Markit's Eurozone Flash Services Purchasing Managers' Index (PMI), comprising surveys of around 2,000 businesses ranging from banks to hotels, rose to 55.2 from 54.2 in December, comfortably beating expectations of 54.3.
That marked its 17th month above the 50 mark that divides growth from contraction, while its new business index hit a 39-month high of 55.4, up from December's 53.9. However, jobs growth slowed for the second month in a row during January.
Survey compiler Markit warned that behind the strong headline figures, there were few signs that firms in peripheral countries like Ireland and Spain were catching up with peers in Germany and France, the biggest euro zone economies.
"If anything it's becoming a German concentration of strength," said Chris Williamson, chief economist at Markit.

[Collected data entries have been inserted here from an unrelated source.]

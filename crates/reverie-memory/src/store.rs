//! Content store collaborator.
//!
//! Reverie never holds raw content itself.  Every memory refers to a datum in
//! a [`ContentStore`] by its [`DatumId`]; recall fetches the content back on a
//! best-effort basis.
//!
//! - [`ContentStore`] – the trait every store must implement.
//! - [`InMemoryStore`] – a process-local map, for tests and ephemeral use.
//! - [`SqliteStore`][crate::sqlite_store::SqliteStore] – a persistent store
//!   backed by a local SQLite file.

use async_trait::async_trait;
use reverie_types::{Content, DatumId, Metadata, ReverieError};
use std::collections::HashMap;
use std::sync::RwLock;
use thiserror::Error;

/// Errors that can arise from content store operations.
#[derive(Error, Debug)]
pub enum StoreError {
    #[error("SQLite error: {0}")]
    Sqlite(#[from] rusqlite::Error),
    #[error("Metadata encoding error: {0}")]
    Encoding(#[from] serde_json::Error),
    #[error("Store lock poisoned")]
    Poisoned,
    #[error("Store unavailable: {0}")]
    Unavailable(String),
}

impl From<StoreError> for ReverieError {
    fn from(e: StoreError) -> Self {
        ReverieError::ContentStore(e.to_string())
    }
}

/// An append-mostly, id-addressed byte store.
///
/// # Contract
///
/// * `put` – persist `content` and return a fresh id.  Storing the same
///   content twice yields two ids; deduplication is the consolidation
///   engine's job, not the store's.
/// * `get` – return the content for `id`, or `Ok(None)` when it is unknown.
///   Absence is not an error.
#[async_trait]
pub trait ContentStore: Send + Sync {
    async fn put(&self, content: Content, metadata: &Metadata) -> Result<DatumId, StoreError>;

    async fn get(&self, id: &DatumId) -> Result<Option<Content>, StoreError>;
}

// ─────────────────────────────────────────────────────────────────────────────
// InMemoryStore
// ─────────────────────────────────────────────────────────────────────────────

/// A [`ContentStore`] kept entirely in process memory.
#[derive(Debug, Default)]
pub struct InMemoryStore {
    items: RwLock<HashMap<DatumId, (Content, Metadata)>>,
}

impl InMemoryStore {
    pub fn new() -> Self {
        Self::default()
    }

    /// Number of stored items.
    pub fn len(&self) -> usize {
        self.items.read().map(|m| m.len()).unwrap_or(0)
    }

    pub fn is_empty(&self) -> bool {
        self.len() == 0
    }

    /// Metadata recorded alongside `id` at `put` time.
    pub fn metadata(&self, id: &DatumId) -> Option<Metadata> {
        self.items
            .read()
            .ok()
            .and_then(|m| m.get(id).map(|(_, md)| md.clone()))
    }
}

#[async_trait]
impl ContentStore for InMemoryStore {
    async fn put(&self, content: Content, metadata: &Metadata) -> Result<DatumId, StoreError> {
        let id = DatumId::generate();
        self.items
            .write()
            .map_err(|_| StoreError::Poisoned)?
            .insert(id.clone(), (content, metadata.clone()));
        Ok(id)
    }

    async fn get(&self, id: &DatumId) -> Result<Option<Content>, StoreError> {
        Ok(self
            .items
            .read()
            .map_err(|_| StoreError::Poisoned)?
            .get(id)
            .map(|(c, _)| c.clone()))
    }
}

#[cfg(test)]
mod tests {
    use super::*;

    #[tokio::test]
    async fn put_then_get() {
        let store = InMemoryStore::new();
        let id = store.put(Content::from("hello"), &Metadata::new()).await.unwrap();
        let back = store.get(&id).await.unwrap();
        assert_eq!(back, Some(Content::from("hello")));
    }

    #[tokio::test]
    async fn get_unknown_is_none() {
        let store = InMemoryStore::new();
        assert_eq!(store.get(&DatumId::from("nope")).await.unwrap(), None);
    }

    #[tokio::test]
    async fn identical_content_gets_distinct_ids() {
        let store = InMemoryStore::new();
        let a = store.put(Content::from("same"), &Metadata::new()).await.unwrap();
        let b = store.put(Content::from("same"), &Metadata::new()).await.unwrap();
        assert_ne!(a, b);
        assert_eq!(store.len(), 2);
    }

    #[tokio::test]
    async fn metadata_is_recorded() {
        let store = InMemoryStore::new();
        let mut md = Metadata::new();
        md.insert("lang".into(), "en".into());
        let id = store.put(Content::from("x"), &md).await.unwrap();
        assert_eq!(store.metadata(&id).unwrap().get("lang").unwrap(), "en");
    }

    #[test]
    fn store_error_converts_to_reverie_error() {
        let err: ReverieError = StoreError::Unavailable("disk gone".into()).into();
        assert!(matches!(err, ReverieError::ContentStore(ref s) if s.contains("disk gone")));
    }
}
//! Similarity Index.
//!
//! An ordered, in-memory collection of [`Memory`] values keyed by
//! [`DatumId`], supporting replace-by-key updates and ranked cosine-similarity
//! queries.
//!
//! # Query algorithm
//!
//! [`SimilarityIndex::query`] is a linear scan: every entry whose lifecycle is
//! not excluded is scored against the query vector, entries scoring below the
//! threshold are dropped, the rest are sorted by descending similarity and
//! truncated.  Ties are broken by ascending `DatumId`, so two identical
//! queries over the same index always return the same order.
//!
//! O(n·d) per query, fine up to a few thousand entries.
//!
//! # Example
//!
//! ```rust
//! use reverie_memory::index::SimilarityIndex;
//! use reverie_types::{DatumId, Lifecycle, Memory};
//!
//! let mut index = SimilarityIndex::new();
//! index.upsert(Memory::create(DatumId::from("near"), vec![1.0, 0.0]));
//! index.upsert(Memory::create(DatumId::from("far"), vec![0.0, 1.0]));
//!
//! let hits = index.query(&[1.0, 0.0], 0.5, 5, &[Lifecycle::Dreaming]);
//! assert_eq!(hits.len(), 1);
//! assert_eq!(hits[0].0.datum_id().as_str(), "near");
//! ```

use reverie_types::{DatumId, Lifecycle, Memory};
use serde::{Deserialize, Serialize};
use std::collections::BTreeMap;

#[derive(Debug, Clone, Default, Serialize, Deserialize)]
pub struct SimilarityIndex {
    entries: BTreeMap<DatumId, Memory>,
}

impl SimilarityIndex {
    /// An empty index.
    pub fn new() -> Self {
        Self::default()
    }

    /// Insert `memory`, replacing any existing entry with the same id.
    ///
    /// Returns the replaced value, if any.
    pub fn upsert(&mut self, memory: Memory) -> Option<Memory> {
        self.entries.insert(memory.datum_id().clone(), memory)
    }

    /// Drop the entry under `id`, returning it.
    pub fn remove(&mut self, id: &DatumId) -> Option<Memory> {
        self.entries.remove(id)
    }

    /// The entry under `id`, if indexed.
    pub fn get(&self, id: &DatumId) -> Option<&Memory> {
        self.entries.get(id)
    }

    /// `true` if `id` is indexed, in any state.
    pub fn contains(&self, id: &DatumId) -> bool {
        self.entries.contains_key(id)
    }

    /// Number of entries, COMPOSTING included.
    pub fn len(&self) -> usize {
        self.entries.len()
    }

    /// `true` when nothing is indexed.
    pub fn is_empty(&self) -> bool {
        self.entries.is_empty()
    }

    /// All entries in ascending id order.
    pub fn iter(&self) -> impl Iterator<Item = &Memory> {
        self.entries.values()
    }

    /// Ids of every entry currently in `state`, in ascending order.
    pub fn ids_in(&self, state: Lifecycle) -> Vec<DatumId> {
        self.entries
            .values()
            .filter(|m| m.lifecycle() == state)
            .map(|m| m.datum_id().clone())
            .collect()
    }

    /// Replace the entry under `id` with `f(entry)`.
    ///
    /// Returns `false` when `id` is absent.
    pub fn replace_with<F>(&mut self, id: &DatumId, f: F) -> bool
    where
        F: FnOnce(&Memory) -> Memory,
    {
        match self.entries.get_mut(id) {
            Some(slot) => {
                *slot = f(slot);
                true
            }
            None => false,
        }
    }

    /// Return up to `limit` entries whose similarity to `vector` is at least
    /// `threshold`, best match first.  Entries in any `exclude` state are
    /// never scored.
    pub fn query(
        &self,
        vector: &[f32],
        threshold: f32,
        limit: usize,
        exclude: &[Lifecycle],
    ) -> Vec<(&Memory, f32)> {
        if limit == 0 {
            return Vec::new();
        }
        let mut scored: Vec<(&Memory, f32)> = self
            .entries
            .values()
            .filter(|m| !exclude.contains(&m.lifecycle()))
            .map(|m| (m, m.similarity(vector)))
            .filter(|(_, score)| *score >= threshold)
            .collect();
        // Entries arrive in id order; a stable sort keeps that as the tie-break.
        scored.sort_by(|a, b| b.1.total_cmp(&a.1));
        scored.truncate(limit);
        scored
    }

    /// Consume the index, returning every entry in ascending id order.
    pub fn into_memories(self) -> Vec<Memory> {
        self.entries.into_values().collect()
    }
}

impl FromIterator<Memory> for SimilarityIndex {
    fn from_iter<I: IntoIterator<Item = Memory>>(iter: I) -> Self {
        let mut index = SimilarityIndex::new();
        for m in iter {
            index.upsert(m);
        }
        index
    }
}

"France moved down a gear compared to much of last year, but nothing like what we're seeing outside where the periphery is close to stagnation."
Peripheral euro zone countries, which include the likes of Ireland and Spain which are already struggling with a debt crisis, have seen new orders fall in four of the last five months, said Williamson.
German business morale rose to its highest in 20 years in January, the Munich-based Ifo institute said on Friday, two days after the German government raised its 2011 growth forecast by half a percentage point to 2.3 percent.
The individual PMI series for Germany released earlier on Monday painted a similar picture of strength, with record growth of services new orders and the headline services PMI hitting 60.0, a 55-month high.
In France, services growth accelerated in January but the expansion of its manufacturing sector slowed slightly, marked by a slight decline in employment there.
Overall, Williamson said January's PMI data was consistent with first quarter euro zone economic growth of around 0.7 per cent.